----- Available records -----

//! Unit tests for the PostgreSQL adapter: identifier quoting, failure
//! classification, and environment assembly.

use super::{CREATE_FAILED_ADVISORY, PostgresAdapter, quote_identifier};
use crate::adapters::classify::Operation;
use crate::adapters::config::ConnectionConfig;
use crate::error::MigrateError;

fn adapter(database: &str) -> PostgresAdapter {
    PostgresAdapter::new(ConnectionConfig::new(database)).expect("valid config")
}

#[test]
fn quote_identifier_wraps_bare_names_once() {
    assert_eq!(quote_identifier("app_dev"), "\"app_dev\"");
    assert_eq!(quote_identifier("a"), "\"a\"");
}

#[test]
fn quote_identifier_passes_prequoted_names_through() {
    assert_eq!(quote_identifier("\"app_dev\""), "\"app_dev\"");
    assert_eq!(quote_identifier("'app_dev'"), "'app_dev'");
}

#[test]
fn create_on_existing_database_yields_fixed_advisory() {
    let adapter = adapter("app_dev");

    let err = adapter.classify(
        "error returned from database: database \"app_dev\" already exists",
        Operation::Create,
    );

    assert!(matches!(err, MigrateError::DatabaseAlreadyExists { .. }));
    assert_eq!(err.to_string(), CREATE_FAILED_ADVISORY);
}

#[test]
fn create_advisory_applies_to_both_wordings() {
    let adapter = adapter("app_dev");

    for raw in ["createdb: database exists", "ERROR: already exists"] {
        let err = adapter.classify(raw, Operation::Create);
        assert_eq!(err.to_string(), CREATE_FAILED_ADVISORY, "for {:?}", raw);
    }
}

#[test]
fn drop_on_missing_database_names_the_configured_database() {
    let adapter = adapter("app_dev");

    // The name inside the raw text is deliberately different; the message
    // must carry the configured one.
    let err = adapter.classify(
        "ERROR: database \"something_else\" does not exist",
        Operation::Drop,
    );

    assert_eq!(err.to_string(), "Cannot find database: app_dev");
}

#[test]
fn drop_matches_contracted_wording() {
    let adapter = adapter("app_dev");
    let err = adapter.classify("database doesn't exist", Operation::Drop);
    assert!(matches!(err, MigrateError::DatabaseNotFound { .. }));
}

#[test]
fn create_does_not_map_missing_role_to_database_not_found() {
    let adapter = adapter("app_dev");

    let err = adapter.classify("FATAL: role \"deploy\" does not exist", Operation::Create);

    assert!(matches!(err, MigrateError::Unclassified { .. }));
    assert!(err.to_string().contains("role \"deploy\""));
}

#[test]
fn missing_executable_reports_trailing_token() {
    let adapter = adapter("app_dev");

    let err = adapter.classify(
        "No such file or directory (os error 2) - pg_dump",
        Operation::Dump,
    );

    assert_eq!(
        err.to_string(),
        "Could not find executable in your PATH: `pg_dump`"
    );
}

#[test]
fn unmatched_text_passes_through() {
    let adapter = adapter("app_dev");
    let raw = "FATAL: password authentication failed for user \"deploy\"";

    let err = adapter.classify(raw, Operation::Create);

    assert!(matches!(err, MigrateError::Unclassified { .. }));
    assert_eq!(err.to_string(), raw);
}

#[test]
fn environment_map_is_empty_when_only_database_is_configured() {
    let adapter = adapter("app_test");
    assert!(adapter.environment_variables().is_empty());
}

#[test]
fn environment_map_omits_unset_fields() {
    let config = ConnectionConfig::new("app_dev")
        .with_host("localhost")
        .with_username("deploy");
    let adapter = PostgresAdapter::new(config).expect("valid config");

    let env = adapter.environment_variables();

    assert_eq!(env.get("PGHOST").map(String::as_str), Some("localhost"));
    assert_eq!(env.get("PGUSER").map(String::as_str), Some("deploy"));
    assert!(!env.contains_key("PGPORT"));
    assert!(!env.contains_key("PGPASSWORD"));
    assert_eq!(env.len(), 2);
}

#[test]
fn environment_map_carries_all_present_fields() {
    let config = ConnectionConfig::new("app_dev")
        .with_host("db.internal")
        .with_port(5433)
        .with_username("deploy")
        .with_password("s3cret");
    let adapter = PostgresAdapter::new(config).expect("valid config");

    let env = adapter.environment_variables();

    assert_eq!(env.get("PGHOST").map(String::as_str), Some("db.internal"));
    assert_eq!(env.get("PGPORT").map(String::as_str), Some("5433"));
    assert_eq!(env.get("PGUSER").map(String::as_str), Some("deploy"));
    assert_eq!(env.get("PGPASSWORD").map(String::as_str), Some("s3cret"));
    assert_eq!(env.len(), 4);
}

#[test]
fn adapter_rejects_invalid_config() {
    assert!(PostgresAdapter::new(ConnectionConfig::default()).is_err());
}
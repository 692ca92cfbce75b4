//! Core types and lifecycle operations for dbmigrate.
//!
//! This crate implements database lifecycle operations (create, drop,
//! structural dump, structural load) for a migration orchestrator by
//! delegating to each engine's native command-line tooling and wire-protocol
//! driver, behind one engine-agnostic contract.
//!
//! # Architecture
//! - Object-safe [`adapters::MigrationAdapter`] trait with one adapter per
//!   engine, instantiated through [`adapters::create_adapter`]
//! - Free-text failures from tools and the driver normalized into the
//!   [`error::MigrateError`] taxonomy by per-engine rule tables
//! - Native tools run through [`process::execute`] with credentials supplied
//!   as environment variables, never as command-line arguments
//!
//! # Security Guarantees
//! - Passwords never appear on command lines, in logs, or in error messages
//! - Connection URLs are redacted before display
//! - A parameter left unset stays unset; the engine's own defaulting applies

pub mod adapters;
pub mod error;
pub mod logging;
pub mod process;

// Re-export commonly used types
pub use adapters::{
    ConnectionConfig, DatabaseType, MigrationAdapter, create_adapter, detect_database_type,
};
pub use error::{MigrateError, Result, redact_database_url};
pub use logging::init_logging;
pub use process::EnvironmentMap;
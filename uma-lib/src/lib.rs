//! Universal Money Address (UMA) protocol library.
//!
//! Two VASPs use UMA to exchange the compliance data needed before one of
//! their users pays another over Lightning. The exchange is four messages:
//!
//! 1. VASP1 sends a signed **LNURLP request** for `$bob@vasp2.com`.
//! 2. VASP2 answers with a signed **LNURLP response** listing currencies,
//!    limits and the payer data it requires.
//! 3. VASP1 sends a signed **pay request**, with travel rule info encrypted
//!    to VASP2.
//! 4. VASP2 answers with a **pay request response** carrying the invoice.
//!
//! Every signed message commits to `identifier|nonce|timestamp`. Counterparty
//! keys are published at `/.well-known/lnurlpubkey` and resolved through a
//! [`PublicKeyCache`].
//!
//! This crate holds no global state: key material, the cache and the invoice
//! creator are all supplied by the caller.
//!
//! # Example
//!
//! ```ignore
//! use uma_lib::prelude::*;
//!
//! // VASP1
//! let url = get_signed_lnurlp_request_url(&vasp1_key, "$bob@vasp2.com", "vasp1.com", true)?;
//!
//! // VASP2
//! let query = parse_lnurlp_request(&url)?;
//! let fetcher = PublicKeyFetcher::new(FetcherConfig::default())?;
//! verify_lnurlp_request_with_fetcher(&query, &fetcher, &cache).await?;
//! ```
//!
//! # Features
//!
//! - `tracing`: spans and debug events for key fetches and invoice creation
//! - `test-utils`: key fixtures and a recording invoice creator

pub mod address;
pub mod crypto;
pub mod errors;
pub mod exchange;
pub mod invoice;
pub mod keys;
pub mod prelude;
pub mod protocol;
pub mod replay;

/// Test utilities for UMA exchanges.
///
/// This module is only available with the `test-utils` feature or in test builds.
#[cfg(any(test, feature = "test-utils"))]
pub mod test_utils;

pub use address::UmaAddress;
pub use errors::{UmaError, UmaErrorCode};
pub use exchange::{
    get_lnurlp_response, get_pay_req_response, get_pay_request, get_signed_lnurlp_request_url,
    is_uma_lnurlp_query, parse_lnurlp_request, parse_lnurlp_response, parse_pay_req_response,
    parse_pay_request, verify_lnurlp_request_with_fetcher, verify_lnurlp_response_with_fetcher,
    verify_pay_req_signature, verify_pay_request_with_fetcher, verify_uma_lnurlp_query_signature,
    verify_uma_lnurlp_response_signature, LnurlpResponseParams, PayReqResponseParams,
    PayRequestParams,
};
pub use invoice::{Invoice, LnurlInvoiceCreator};
pub use keys::{FetcherConfig, InMemoryPublicKeyCache, PublicKeyCache, PublicKeyFetcher};
pub use protocol::{
    CompliancePayerData, Currency, LnurlComplianceResponse, LnurlpRequest, LnurlpResponse,
    PayReqResponse, PayReqResponseCompliance, PayReqResponsePaymentInfo, PayRequest, PayerData,
    PayerDataOptions, PubKeyResponse, Route, RoutePath,
};

/// Common result alias for UMA operations.
pub type Result<T> = std::result::Result<T, UmaError>;
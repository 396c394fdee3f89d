//! Invoice creation through the node-operator GraphQL API.

use async_trait::async_trait;
use serde::Deserialize;
use serde_json::json;
use sha2::{Digest, Sha256};
use uma_lib::{Invoice, LnurlInvoiceCreator};

use crate::requester::Requester;
use crate::signing::SigningKey;
use crate::RequesterError;

/// Creates an invoice whose description hash commits to the LNURL metadata.
pub const CREATE_LNURL_INVOICE_MUTATION: &str = r#"
mutation CreateLnurlInvoice(
    $node_id: ID!
    $amount_msats: Long!
    $metadata_hash: String!
    $expiry_secs: Int
) {
    create_lnurl_invoice(input: {
        node_id: $node_id
        amount_msats: $amount_msats
        metadata_hash: $metadata_hash
        expiry_secs: $expiry_secs
    }) {
        invoice {
            id
            data {
                encoded_payment_request
            }
        }
    }
}
"#;

#[derive(Deserialize)]
struct CreateLnurlInvoiceData {
    create_lnurl_invoice: CreateLnurlInvoiceOutput,
}

#[derive(Deserialize)]
struct CreateLnurlInvoiceOutput {
    invoice: InvoiceNode,
}

#[derive(Deserialize)]
struct InvoiceNode {
    id: String,
    data: InvoiceData,
}

#[derive(Deserialize)]
struct InvoiceData {
    encoded_payment_request: String,
}

/// [`LnurlInvoiceCreator`] backed by the `CreateLnurlInvoice` mutation.
///
/// The node's master seed is not sent; hosted nodes sign on the server side.
pub struct GraphqlInvoiceCreator {
    requester: Requester,
    signing_key: Option<Box<dyn SigningKey>>,
}

impl GraphqlInvoiceCreator {
    pub fn new(requester: Requester) -> Self {
        Self {
            requester,
            signing_key: None,
        }
    }

    /// Sign every request with `key`.
    pub fn with_signing_key(mut self, key: impl SigningKey + 'static) -> Self {
        self.signing_key = Some(Box::new(key));
        self
    }

    async fn create(
        &self,
        node_id: &str,
        amount_msats: i64,
        metadata: &str,
        expiry_secs: Option<i32>,
    ) -> crate::Result<Invoice> {
        let variables = json!({
            "node_id": node_id,
            "amount_msats": amount_msats,
            "metadata_hash": hex::encode(Sha256::digest(metadata.as_bytes())),
            "expiry_secs": expiry_secs,
        });

        let data = self
            .requester
            .execute_graphql(
                CREATE_LNURL_INVOICE_MUTATION,
                variables,
                self.signing_key.as_deref(),
            )
            .await?;

        let output: CreateLnurlInvoiceData = serde_json::from_value(data)
            .map_err(|e| RequesterError::MalformedResponse(e.to_string()))?;
        let invoice = output.create_lnurl_invoice.invoice;

        Ok(Invoice {
            id: invoice.id,
            encoded_payment_request: invoice.data.encoded_payment_request,
        })
    }
}

#[async_trait]
impl LnurlInvoiceCreator for GraphqlInvoiceCreator {
    #[cfg_attr(
        feature = "tracing",
        tracing::instrument(skip(self, _master_seed, metadata))
    )]
    async fn create_lnurl_invoice(
        &self,
        node_id: &str,
        _master_seed: Option<&[u8]>,
        amount_msats: i64,
        metadata: &str,
        expiry_secs: Option<i32>,
    ) -> uma_lib::Result<Invoice> {
        Ok(self
            .create(node_id, amount_msats, metadata, expiry_secs)
            .await?)
    }
}

#[cfg(test)]
mod tests {
    use super::*;
    use crate::requester::operation_name;

    #[test]
    fn mutation_name() {
        assert_eq!(
            operation_name(CREATE_LNURL_INVOICE_MUTATION).unwrap(),
            "CreateLnurlInvoice"
        );
    }

    #[test]
    fn decodes_invoice_output() {
        let data = json!({
            "create_lnurl_invoice": {
                "invoice": {
                    "id": "Invoice:0187",
                    "data": { "encoded_payment_request": "lnbc1..." }
                }
            }
        });
        let output: CreateLnurlInvoiceData = serde_json::from_value(data).unwrap();
        assert_eq!(output.create_lnurl_invoice.invoice.id, "Invoice:0187");
        assert_eq!(
            output.create_lnurl_invoice.invoice.data.encoded_payment_request,
            "lnbc1..."
        );
    }
}
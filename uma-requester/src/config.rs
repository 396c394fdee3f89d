//! Requester configuration.

use serde::{Deserialize, Serialize};
use url::Url;

use crate::{RequesterError, Result};

/// GraphQL endpoint used when no base URL is configured.
pub const DEFAULT_BASE_URL: &str = "https://api.lightspark.com/graphql/server/2023-09-13";

/// API credentials and endpoint for the node-operator service.
#[derive(Clone, Serialize, Deserialize)]
pub struct RequesterConfig {
    /// API token client id, sent as the basic-auth user.
    pub api_token_client_id: String,

    /// API token client secret, sent as the basic-auth password.
    pub api_token_client_secret: String,

    /// GraphQL endpoint. `None` means [`DEFAULT_BASE_URL`].
    #[serde(default)]
    pub base_url: Option<String>,

    /// Request timeout in seconds.
    #[serde(default = "default_timeout")]
    pub timeout_secs: u64,
}

fn default_timeout() -> u64 {
    30
}

impl std::fmt::Debug for RequesterConfig {
    fn fmt(&self, f: &mut std::fmt::Formatter<'_>) -> std::fmt::Result {
        f.debug_struct("RequesterConfig")
            .field("api_token_client_id", &self.api_token_client_id)
            .field("api_token_client_secret", &"<redacted>")
            .field("base_url", &self.base_url)
            .field("timeout_secs", &self.timeout_secs)
            .finish()
    }
}

impl RequesterConfig {
    /// Create a configuration targeting [`DEFAULT_BASE_URL`].
    pub fn new(
        api_token_client_id: impl Into<String>,
        api_token_client_secret: impl Into<String>,
    ) -> Self {
        Self {
            api_token_client_id: api_token_client_id.into(),
            api_token_client_secret: api_token_client_secret.into(),
            base_url: None,
            timeout_secs: default_timeout(),
        }
    }

    /// Set the GraphQL endpoint.
    pub fn with_base_url(mut self, base_url: impl Into<String>) -> Self {
        self.base_url = Some(base_url.into());
        self
    }

    /// Set the request timeout.
    pub fn with_timeout(mut self, secs: u64) -> Self {
        self.timeout_secs = secs;
        self
    }

    /// The endpoint requests are sent to.
    pub fn server_url(&self) -> &str {
        self.base_url.as_deref().unwrap_or(DEFAULT_BASE_URL)
    }

    /// Load configuration from environment variables.
    ///
    /// Returns `None` unless both credentials are set.
    ///
    /// ```bash
    /// export LIGHTSPARK_API_TOKEN_CLIENT_ID=...
    /// export LIGHTSPARK_API_TOKEN_CLIENT_SECRET=...
    /// export LIGHTSPARK_BASE_URL=https://api.lightspark.com/graphql/server/2023-09-13  # optional
    /// export LIGHTSPARK_TIMEOUT=30  # optional
    /// ```
    pub fn from_env() -> Option<Self> {
        let client_id = std::env::var("LIGHTSPARK_API_TOKEN_CLIENT_ID").ok()?;
        let client_secret = std::env::var("LIGHTSPARK_API_TOKEN_CLIENT_SECRET").ok()?;

        let mut config = Self::new(client_id, client_secret);

        if let Ok(base_url) = std::env::var("LIGHTSPARK_BASE_URL") {
            config = config.with_base_url(base_url);
        }

        if let Ok(timeout) = std::env::var("LIGHTSPARK_TIMEOUT") {
            if let Ok(secs) = timeout.parse::<u64>() {
                config = config.with_timeout(secs);
            }
        }

        Some(config)
    }
}

/// Check that `base_url` is a URL and uses https, unless it targets a local
/// host (`localhost`, `127.0.0.1`, or a `.local` / `.internal` name).
pub fn validate_base_url(base_url: &str) -> Result<()> {
    let url = Url::parse(base_url)
        .map_err(|_| RequesterError::InvalidBaseUrl("not a valid URL".to_string()))?;

    let host = url.host_str().unwrap_or_default();
    let tld = host.rsplit('.').next().unwrap_or_default();
    let is_local = host == "localhost" || host == "127.0.0.1" || tld == "local" || tld == "internal";

    if url.scheme() != "https" && !is_local {
        return Err(RequesterError::InvalidBaseUrl(
            "must be https:// if not targeting localhost".to_string(),
        ));
    }
    Ok(())
}

#[cfg(test)]
mod tests {
    use super::*;

    #[test]
    fn test_defaults() {
        let config: RequesterConfig =
            serde_json::from_str(r#"{"api_token_client_id":"id","api_token_client_secret":"s"}"#)
                .unwrap();
        assert_eq!(config.timeout_secs, 30);
        assert_eq!(config.server_url(), DEFAULT_BASE_URL);
    }

    #[test]
    fn test_debug_redacts_secret() {
        let config = RequesterConfig::new("client", "hunter2");
        let debug = format!("{:?}", config);
        assert!(debug.contains("client"));
        assert!(!debug.contains("hunter2"));
    }

    #[test]
    fn test_validate_base_url() {
        assert!(validate_base_url(DEFAULT_BASE_URL).is_ok());
        assert!(validate_base_url("http://localhost:5000/graphql").is_ok());
        assert!(validate_base_url("http://127.0.0.1:8080").is_ok());
        assert!(validate_base_url("http://lightspark.local/graphql").is_ok());
        assert!(validate_base_url("http://api.svc.internal").is_ok());

        assert!(matches!(
            validate_base_url("http://api.lightspark.com/graphql"),
            Err(RequesterError::InvalidBaseUrl(_))
        ));
        assert!(matches!(
            validate_base_url("not a url"),
            Err(RequesterError::InvalidBaseUrl(_))
        ));
    }
}
//! Nonce and timestamp generation.
//!
//! Nonces are 64-bit values drawn from the operating system CSPRNG on every
//! call, so there is no shared generator state between concurrent callers.
//! Uniqueness is not tracked here; see [`crate::replay`] for a caller-side
//! store.

use rand::rngs::OsRng;
use rand::RngCore;

/// Generate a fresh nonce as a decimal string.
pub fn generate_nonce() -> String {
    OsRng.next_u64().to_string()
}

/// Current Unix time in seconds (UTC).
pub fn current_timestamp() -> i64 {
    chrono::Utc::now().timestamp()
}

#[cfg(test)]
mod tests {
    use super::*;

    #[test]
    fn nonce_is_decimal_u64() {
        let nonce = generate_nonce();
        assert!(nonce.parse::<u64>().is_ok());
        assert!(nonce.chars().all(|c| c.is_ascii_digit()));
    }

    #[test]
    fn nonces_differ() {
        let nonces: std::collections::HashSet<String> = (0..64).map(|_| generate_nonce()).collect();
        assert_eq!(nonces.len(), 64);
    }

    #[test]
    fn timestamp_is_recent() {
        // 2023-01-01
        assert!(current_timestamp() > 1_672_531_200);
    }
}
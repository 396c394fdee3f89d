//! Key fixtures.

use k256::elliptic_curve::sec1::ToEncodedPoint;
use k256::SecretKey;
use rand::rngs::OsRng;

use crate::protocol::PubKeyResponse;

/// Generate a random secp256k1 keypair.
///
/// Returns (private_key, compressed_public_key).
pub fn random_keypair() -> (Vec<u8>, Vec<u8>) {
    let secret = SecretKey::random(&mut OsRng);
    let public = secret.public_key().to_encoded_point(true);
    (secret.to_bytes().to_vec(), public.as_bytes().to_vec())
}

/// Signing and encryption keys for one VASP.
#[derive(Clone, Debug)]
pub struct TestVaspKeys {
    pub signing_private_key: Vec<u8>,
    pub signing_public_key: Vec<u8>,
    pub encryption_private_key: Vec<u8>,
    pub encryption_public_key: Vec<u8>,
}

impl TestVaspKeys {
    /// Generate two fresh keypairs.
    pub fn generate() -> Self {
        let (signing_private_key, signing_public_key) = random_keypair();
        let (encryption_private_key, encryption_public_key) = random_keypair();
        Self {
            signing_private_key,
            signing_public_key,
            encryption_private_key,
            encryption_public_key,
        }
    }

    /// The document this VASP would serve at `/.well-known/lnurlpubkey`.
    pub fn pubkey_response(&self) -> PubKeyResponse {
        PubKeyResponse::new(
            self.signing_public_key.clone(),
            self.encryption_public_key.clone(),
        )
    }
}
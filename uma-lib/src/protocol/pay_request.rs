//! Pay request sent by VASP1 to the receiver's callback.

use serde::{Deserialize, Serialize};

use super::payload::signable_payload;

/// Signed compliance data about the payer.
#[derive(Clone, Debug, PartialEq, Eq, Serialize, Deserialize)]
#[serde(rename_all = "camelCase")]
pub struct CompliancePayerData {
    /// UTXOs of the sender's channels that might fund the payment.
    #[serde(default, skip_serializing_if = "Option::is_none")]
    pub utxos: Option<Vec<String>>,
    #[serde(rename = "isKYCd")]
    pub is_kycd: bool,
    /// Hex-encoded ECIES ciphertext of the travel rule information.
    #[serde(
        rename = "encryptedTravelRuleInfo",
        default,
        skip_serializing_if = "Option::is_none"
    )]
    pub tr_info: Option<String>,
    /// URL the receiver calls with its UTXOs once the payment completes.
    pub utxo_callback: String,
    /// Hex-encoded DER signature over `identifier|nonce|timestamp`.
    pub signature: String,
    pub signature_nonce: String,
    pub signature_timestamp: i64,
}

/// Payer data attached to a pay request (LUD-18 plus compliance).
#[derive(Clone, Debug, PartialEq, Eq, Serialize, Deserialize)]
pub struct PayerData {
    #[serde(default, skip_serializing_if = "Option::is_none")]
    pub name: Option<String>,
    #[serde(default, skip_serializing_if = "Option::is_none")]
    pub email: Option<String>,
    /// Payer address, e.g. `$alice@vasp1.com`.
    pub identifier: String,
    pub compliance: CompliancePayerData,
}

/// Pay request carrying the amount in the receiving currency.
#[derive(Clone, Debug, PartialEq, Eq, Serialize, Deserialize)]
#[serde(rename_all = "camelCase")]
pub struct PayRequest {
    /// Code of the currency the receiver will receive.
    #[serde(rename = "currency")]
    pub currency_code: String,
    /// Amount in the smallest unit of `currency_code`.
    pub amount: i64,
    pub payer_data: PayerData,
}

impl PayRequest {
    /// Canonical bytes covered by the payer compliance signature.
    pub fn signable_payload(&self) -> Vec<u8> {
        let compliance = &self.payer_data.compliance;
        signable_payload(
            &self.payer_data.identifier,
            &compliance.signature_nonce,
            compliance.signature_timestamp,
        )
    }
}
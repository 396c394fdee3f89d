//! Well-known URL builders.
//!
//! Counterparties are reached at fixed paths under their domain. Domains that
//! start with `localhost:` are addressed over plain HTTP for local testing;
//! every other domain uses HTTPS.

use url::Url;

use crate::Result;

/// Path segment shared by all well-known documents.
pub const WELL_KNOWN_SEGMENT: &str = ".well-known";

/// Path segment for LNURLP requests.
pub const LNURLP_SEGMENT: &str = "lnurlp";

/// Path of the public key document.
pub const PUBKEY_PATH: &str = "/.well-known/lnurlpubkey";

/// Return the URL scheme used to reach `domain`.
///
/// # Example
///
/// ```
/// use uma_lib::protocol::scheme_for_domain;
///
/// assert_eq!(scheme_for_domain("vasp2.com"), "https");
/// assert_eq!(scheme_for_domain("localhost:8080"), "http");
/// ```
pub fn scheme_for_domain(domain: &str) -> &'static str {
    if domain.starts_with("localhost:") {
        "http"
    } else {
        "https"
    }
}

/// Build the public key document URL for a VASP domain.
///
/// Format: `{scheme}://{domain}/.well-known/lnurlpubkey`
pub fn pubkey_url(domain: &str) -> String {
    format!("{}://{}{}", scheme_for_domain(domain), domain, PUBKEY_PATH)
}

/// Build the LNURLP request URL for a receiver, without query parameters.
///
/// Format: `{scheme}://{domain}/.well-known/lnurlp/{user}`
pub fn lnurlp_url(user: &str, domain: &str) -> Result<Url> {
    let mut url = Url::parse(&format!("{}://{}", scheme_for_domain(domain), domain))?;
    url.set_path(&format!("/{}/{}/{}", WELL_KNOWN_SEGMENT, LNURLP_SEGMENT, user));
    Ok(url)
}

/// Extract the receiver user from a well-known LNURLP path.
///
/// Returns `None` unless the path is exactly `/.well-known/lnurlp/{user}`
/// with a non-empty user.
pub fn lnurlp_user_from_path(path: &str) -> Option<&str> {
    let parts: Vec<&str> = path.split('/').collect();
    if parts.len() != 4
        || !parts[0].is_empty()
        || parts[1] != WELL_KNOWN_SEGMENT
        || parts[2] != LNURLP_SEGMENT
        || parts[3].is_empty()
    {
        return None;
    }
    Some(parts[3])
}
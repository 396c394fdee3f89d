//! Pay request response returned by VASP2.

use serde::{Deserialize, Serialize};

/// One hop of a route hint.
#[derive(Clone, Debug, PartialEq, Eq, Serialize, Deserialize)]
pub struct RoutePath {
    pub pubkey: String,
    pub fee: i64,
    pub msatoshi: i64,
    pub channel: String,
}

/// Route hint. Reserved; always empty in this protocol revision.
#[derive(Clone, Debug, PartialEq, Eq, Serialize, Deserialize)]
pub struct Route {
    pub pubkey: String,
    pub path: Vec<RoutePath>,
}

/// Receiver compliance data returned with the invoice.
#[derive(Clone, Debug, PartialEq, Eq, Serialize, Deserialize)]
#[serde(rename_all = "camelCase")]
pub struct PayReqResponseCompliance {
    /// UTXOs of the receiver's channels that might receive the payment.
    pub utxos: Vec<String>,
    /// URL the sender calls with its UTXOs once the payment completes.
    pub utxo_callback: String,
}

/// Conversion information the sender uses to display the payment.
#[derive(Clone, Debug, PartialEq, Eq, Serialize, Deserialize)]
#[serde(rename_all = "camelCase")]
pub struct PayReqResponsePaymentInfo {
    pub currency_code: String,
    /// Millisatoshis per smallest unit of `currency_code`.
    pub multiplier: i64,
}

/// Response to a pay request, wrapping an encoded invoice.
#[derive(Clone, Debug, PartialEq, Eq, Serialize, Deserialize)]
#[serde(rename_all = "camelCase")]
pub struct PayReqResponse {
    /// BOLT11 payment request.
    #[serde(rename = "pr")]
    pub encoded_invoice: String,
    #[serde(default)]
    pub routes: Vec<Route>,
    pub compliance: PayReqResponseCompliance,
    pub payment_info: PayReqResponsePaymentInfo,
}
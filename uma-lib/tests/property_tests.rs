//! Property-based tests for signing and the signed payload format.

use proptest::prelude::*;
use uma_lib::crypto::{sign_payload, verify_signature};
use uma_lib::protocol::signable_payload;
use uma_lib::test_utils::TestVaspKeys;

proptest! {
    #![proptest_config(ProptestConfig::with_cases(32))]

    /// A signature verifies for the payload it was made over.
    #[test]
    fn sign_then_verify(payload in proptest::collection::vec(any::<u8>(), 0..256)) {
        let keys = TestVaspKeys::generate();
        let signature = sign_payload(&payload, &keys.signing_private_key).unwrap();
        prop_assert!(verify_signature(&payload, &signature, &keys.signing_public_key).unwrap());
    }

    /// Flipping any bit of the payload breaks verification.
    #[test]
    fn payload_bit_flip_fails(
        payload in proptest::collection::vec(any::<u8>(), 1..128),
        index in any::<prop::sample::Index>(),
        bit in 0u8..8,
    ) {
        let keys = TestVaspKeys::generate();
        let signature = sign_payload(&payload, &keys.signing_private_key).unwrap();

        let mut tampered = payload.clone();
        let i = index.index(tampered.len());
        tampered[i] ^= 1 << bit;

        prop_assert!(!verify_signature(&tampered, &signature, &keys.signing_public_key).unwrap());
    }

    /// Flipping any bit of the DER signature never yields a valid signature.
    #[test]
    fn signature_bit_flip_fails(
        payload in proptest::collection::vec(any::<u8>(), 0..64),
        index in any::<prop::sample::Index>(),
        bit in 0u8..8,
    ) {
        let keys = TestVaspKeys::generate();
        let signature = sign_payload(&payload, &keys.signing_private_key).unwrap();

        let mut der = hex::decode(&signature).unwrap();
        let i = index.index(der.len());
        der[i] ^= 1 << bit;

        let result = verify_signature(&payload, &hex::encode(der), &keys.signing_public_key);
        prop_assert!(!matches!(result, Ok(true)));
    }

    /// The payload is exactly `identifier|nonce|timestamp`.
    #[test]
    fn payload_layout(
        identifier in "\\$[a-z]{1,12}@[a-z]{1,12}\\.com",
        nonce in any::<u64>(),
        timestamp in 0i64..4_000_000_000i64,
    ) {
        let payload = signable_payload(&identifier, &nonce.to_string(), timestamp);
        let expected = format!("{}|{}|{}", identifier, nonce, timestamp);
        prop_assert_eq!(payload, expected.into_bytes());
    }
}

-----

Assigned task ->
Using the records above, list each line that includes "Returns".

Written response ->
    /// Returns `None` unless both credentials are set.
/// Returns (private_key, compressed_public_key).
/// Returns `None` unless the path is exactly `/.well-known/lnurlp/{user}`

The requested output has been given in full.